All last night, he and Cath took turns, one person sweating over the ironing board with a Sunbeam set on steam, while the other person scoured the Internet for images and slogans to repurpose with some apocalyptic twist.  The “Nuclear Family” design, with skeleton or mutant variations, was already a top-seller.  A “Keep Calm” shirt was also popular, complete with a stenciled handprint — bloody and six-fingered, of course.  A simple outline of the state, with a mushroom cloud superimposed over it, and fallout shelter icons marking the larger cities, did better than Mason expected.  It wasn’t their most elegant design, slapped together at the last-minute.  But people really liked t-shirts that mentioned where they lived.

A college kid was rushing past the display, but he stopped himself once one of the shirt designs caught his eye.  His school-mascot windbreaker was unzipped, and Mason noticed he wore a competitor’s faded T-shirt underneath:  the image and slogan weren’t quite imaginative or offensive enough to have come from Mason’s table.

“Hey, that one’s pretty good.”  The student pointed at a shirt that parodied a popular TV comedy, all the friendly cast members turned to ash in their favorite coffee shop.  The potential customer bounced on his feet like an athlete anxious for the next pass, or someone needing to find a restroom.

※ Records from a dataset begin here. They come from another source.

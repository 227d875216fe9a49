// Test doubles shared by unit tests.
// A scripted fetcher and a helper wiring it into a client with a manual probe.

use std::collections::HashMap;
use std::sync::atomic::{AtomicUsize, Ordering};
use std::sync::{Arc, Mutex};

use crate::cache::MemoryStore;
use crate::error::{Result, WebberError};
use crate::net::{Fetcher, ManualReachability};
use crate::webber::Webber;

pub const SERVER: &str = "http://api.test";

/// Fetcher answering from a fixed table keyed by path; unknown paths fail with 404.
#[derive(Default)]
pub struct StubFetcher {
    responses: Mutex<HashMap<String, String>>,
    calls: AtomicUsize,
}

impl StubFetcher {
    pub fn new() -> Self {
        Self::default()
    }

    pub fn respond(&self, path: &str, body: &str) {
        self.responses
            .lock()
            .unwrap()
            .insert(path.to_string(), body.to_string());
    }

    pub fn calls(&self) -> usize {
        self.calls.load(Ordering::SeqCst)
    }
}

impl Fetcher for StubFetcher {
    fn fetch_text(&self, server: &str, path: &str) -> Result<String> {
        self.calls.fetch_add(1, Ordering::SeqCst);
        self.responses
            .lock()
            .unwrap()
            .get(path)
            .cloned()
            .ok_or_else(|| WebberError::Status {
                status: 404,
                url: format!("{}/{}", server, path),
            })
    }
}

/// Handles to every collaborator of a test client.
pub struct Harness {
    pub webber: Webber,
    pub fetcher: Arc<StubFetcher>,
    pub probe: Arc<ManualReachability>,
    pub store: Arc<MemoryStore>,
}

pub fn harness(online: bool) -> Harness {
    let fetcher = Arc::new(StubFetcher::new());
    let probe = Arc::new(ManualReachability::new(online));
    let store = Arc::new(MemoryStore::new());

    let webber = Webber::builder(SERVER)
        .shared_fetcher(fetcher.clone())
        .shared_reachability(probe.clone())
        .shared_store(store.clone())
        .build();

    Harness {
        webber,
        fetcher,
        probe,
        store,
    }
}
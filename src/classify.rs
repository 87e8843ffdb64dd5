use std::collections::BTreeSet;

/// Folder flags the report knows how to treat.
#[derive(Debug, Clone, Copy)]
pub struct FlagSets {
    /// Folders carrying any of these are virtual or not selectable.
    pub special: &'static [&'static str],
    /// Role and hierarchy flags that need no attention. The special flags
    /// are known too.
    pub known: &'static [&'static str],
}

impl FlagSets {
    pub const STANDARD: FlagSets = FlagSets {
        special: &["\\Noselect", "\\All", "\\Important"],
        known: &[
            "\\HasNoChildren",
            "\\HasChildren",
            "\\Drafts",
            "\\Sent",
            "\\Junk",
            "\\Trash",
            "\\Flagged",
        ],
    };

    pub fn is_special(&self, flag: &str) -> bool {
        self.special.iter().any(|s| s.eq_ignore_ascii_case(flag))
    }

    pub fn is_known(&self, flag: &str) -> bool {
        self.is_special(flag) || self.known.iter().any(|k| k.eq_ignore_ascii_case(flag))
    }
}

#[derive(Debug, Clone, PartialEq, Eq)]
pub enum Classification {
    /// Do not open, search or fetch the folder.
    Skip { special: BTreeSet<String> },
    ProcessKnown,
    /// Process the folder, but report the flags nobody recognised.
    ProcessWithWarning { unknown: BTreeSet<String> },
}

impl Classification {
    pub fn is_skip(&self) -> bool {
        matches!(self, Classification::Skip { .. })
    }

    pub fn label(&self) -> &'static str {
        match self {
            Classification::Skip { .. } => "skip",
            Classification::ProcessKnown => "process",
            Classification::ProcessWithWarning { .. } => "process (unknown flags)",
        }
    }
}

pub fn classify(flags: &BTreeSet<String>, sets: &FlagSets) -> Classification {
    let special: BTreeSet<String> = flags
        .iter()
        .filter(|f| sets.is_special(f))
        .cloned()
        .collect();
    if !special.is_empty() {
        return Classification::Skip { special };
    }

    let unknown: BTreeSet<String> = flags
        .iter()
        .filter(|f| !sets.is_known(f))
        .cloned()
        .collect();
    if unknown.is_empty() {
        Classification::ProcessKnown
    } else {
        Classification::ProcessWithWarning { unknown }
    }
}
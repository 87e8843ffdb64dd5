use comfy_table::{presets::UTF8_FULL_CONDENSED, Cell, Color, ContentArrangement, Table};

use crate::classify::{classify, FlagSets};
use crate::fetch::MessageRecord;
use crate::folder::{FolderDescriptor, FolderStats, Outcome};
use crate::mutf7;
use crate::quota::Quota;
use crate::report::{AccountReport, QuotaReport};

pub fn format_size(bytes: u64) -> String {
    if bytes >= 1_048_576 {
        format!("{:.1}M", bytes as f64 / 1_048_576.0)
    } else if bytes >= 1024 {
        format!("{:.0}K", bytes as f64 / 1024.0)
    } else {
        format!("{bytes}B")
    }
}

fn usage_cell(pct: f64) -> Cell {
    let text = format!("{pct:.1}%");
    if pct >= 90.0 {
        Cell::new(text).fg(Color::Red)
    } else if pct >= 75.0 {
        Cell::new(text).fg(Color::Yellow)
    } else {
        Cell::new(text)
    }
}

fn status_text(outcome: &Outcome) -> String {
    match outcome {
        Outcome::Done => "ok".to_string(),
        Outcome::Skipped { flags } => {
            let flags: Vec<&str> = flags.iter().map(String::as_str).collect();
            format!("skipped ({})", flags.join(" "))
        }
        Outcome::Failed { reason } => format!("failed: {reason}"),
    }
}

fn new_table() -> Table {
    let mut table = Table::new();
    table.load_preset(UTF8_FULL_CONDENSED);
    table.set_content_arrangement(ContentArrangement::Dynamic);
    table
}

pub fn quota_line(quota: &QuotaReport) -> String {
    match quota {
        QuotaReport::Available(q) => format!(
            "Quota: {} of {} used ({:.1}%)",
            format_size(q.used_bytes()),
            format_size(q.limit_bytes()),
            q.usage_percent()
        ),
        QuotaReport::NotSet => "Quota: not set".to_string(),
        QuotaReport::Unsupported => "Quota: not supported by server".to_string(),
        QuotaReport::Failed { reason } => format!("Quota: unavailable ({reason})"),
        QuotaReport::Skipped => String::new(),
    }
}

pub fn display_quota(quota: &Quota) {
    let mut table = new_table();
    table.set_header(vec!["Resource", "Used", "Limit", "Usage"]);
    table.add_row(vec![
        Cell::new("STORAGE"),
        Cell::new(format_size(quota.used_bytes())),
        Cell::new(format_size(quota.limit_bytes())),
        usage_cell(quota.usage_percent()),
    ]);
    println!("{table}");
}

pub fn display_report(report: &AccountReport) {
    let mut table = new_table();
    table.set_header(vec!["Folder", "Messages", "Unread", "Size", "Status"]);

    for stats in &report.folders {
        let status = status_text(&stats.outcome);
        let status = match stats.outcome {
            Outcome::Failed { .. } => Cell::new(status).fg(Color::Red),
            Outcome::Skipped { .. } => Cell::new(status).fg(Color::DarkGrey),
            Outcome::Done if stats.fetched < stats.messages => {
                Cell::new(format!("ok ({} of {} fetched)", stats.fetched, stats.messages))
                    .fg(Color::Yellow)
            }
            Outcome::Done => Cell::new(status),
        };
        table.add_row(vec![
            Cell::new(&stats.name),
            Cell::new(stats.messages),
            Cell::new(stats.unread),
            Cell::new(format_size(stats.size)),
            status,
        ]);
    }

    table.add_row(vec![
        Cell::new("Total").fg(Color::Cyan),
        Cell::new(report.totals.messages).fg(Color::Cyan),
        Cell::new(report.totals.unread).fg(Color::Cyan),
        Cell::new(format_size(report.totals.size)).fg(Color::Cyan),
        Cell::new(""),
    ]);

    println!("{table}");

    if let QuotaReport::Available(q) = &report.quota {
        let mut quota = new_table();
        quota.add_row(vec![
            Cell::new(quota_line(&report.quota)),
            usage_cell(q.usage_percent()),
        ]);
        println!("{quota}");
    } else {
        let line = quota_line(&report.quota);
        if !line.is_empty() {
            println!("{line}");
        }
    }

    if report.interrupted {
        println!(
            "Interrupted: {} folder(s) reported before the run was cancelled.",
            report.folders.len()
        );
    }
}

pub fn display_folders(folders: &[FolderDescriptor]) {
    if folders.is_empty() {
        println!("No folders found.");
        return;
    }

    let mut table = new_table();
    table.set_header(vec!["Folder", "Separator", "Flags", "Action"]);
    for folder in folders {
        let name = mutf7::decode_folder_name(&folder.name).unwrap_or_else(|_| folder.name.clone());
        let flags: Vec<&str> = folder.flags.iter().map(String::as_str).collect();
        let action = classify(&folder.flags, &FlagSets::STANDARD);
        table.add_row(vec![
            Cell::new(name),
            Cell::new(folder.separator.as_deref().unwrap_or("NIL")),
            Cell::new(flags.join(" ")),
            Cell::new(action.label()),
        ]);
    }
    println!("{table}");
    println!("{} folder(s)", folders.len());
}

pub fn display_messages(stats: &FolderStats) {
    if stats.contents.is_empty() {
        return;
    }

    println!("{}", stats.name);
    let mut table = new_table();
    table.set_header(vec!["ID", "Date", "Size", "Flags"]);
    for msg in &stats.contents {
        let date = if msg.has_known_date() {
            msg.date.format("%Y-%m-%d %H:%M").to_string()
        } else {
            "?".to_string()
        };
        let flags: Vec<&str> = msg.flags.iter().map(String::as_str).collect();
        let row = vec![
            Cell::new(msg.id),
            Cell::new(date),
            Cell::new(format_size(msg.size)),
            Cell::new(flags.join(" ")),
        ];
        table.add_row(row);
    }
    println!("{table}");
}

/// Newest-first convenience for `--details` output.
pub fn sort_by_date(messages: &mut [MessageRecord]) {
    messages.sort_by(|a, b| b.date.cmp(&a.date).then(a.id.cmp(&b.id)));
}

Or, running away from something terrible.

The guy waved a hand over Mason’s merchandise table, leaned forward and said, “You might want to add a few zombie items.  Just sayin’.”

Mason raised an eyebrow.

“Reports are just coming in,” the guy said.  “It’s apparently pretty bad.  Happening everywhere.  Catch you later.”  And he ran off.

Cath raised a hand over her mouth — not to stifle a laugh this time.  She looked around at other casual pedestrians.  Some of them were running.  In the distance, a few of them were shambling.

Mason got an idea for a new shirt.  He scribbled a quick image and slogan on the back of an order sheet, then held it up for Cath to see.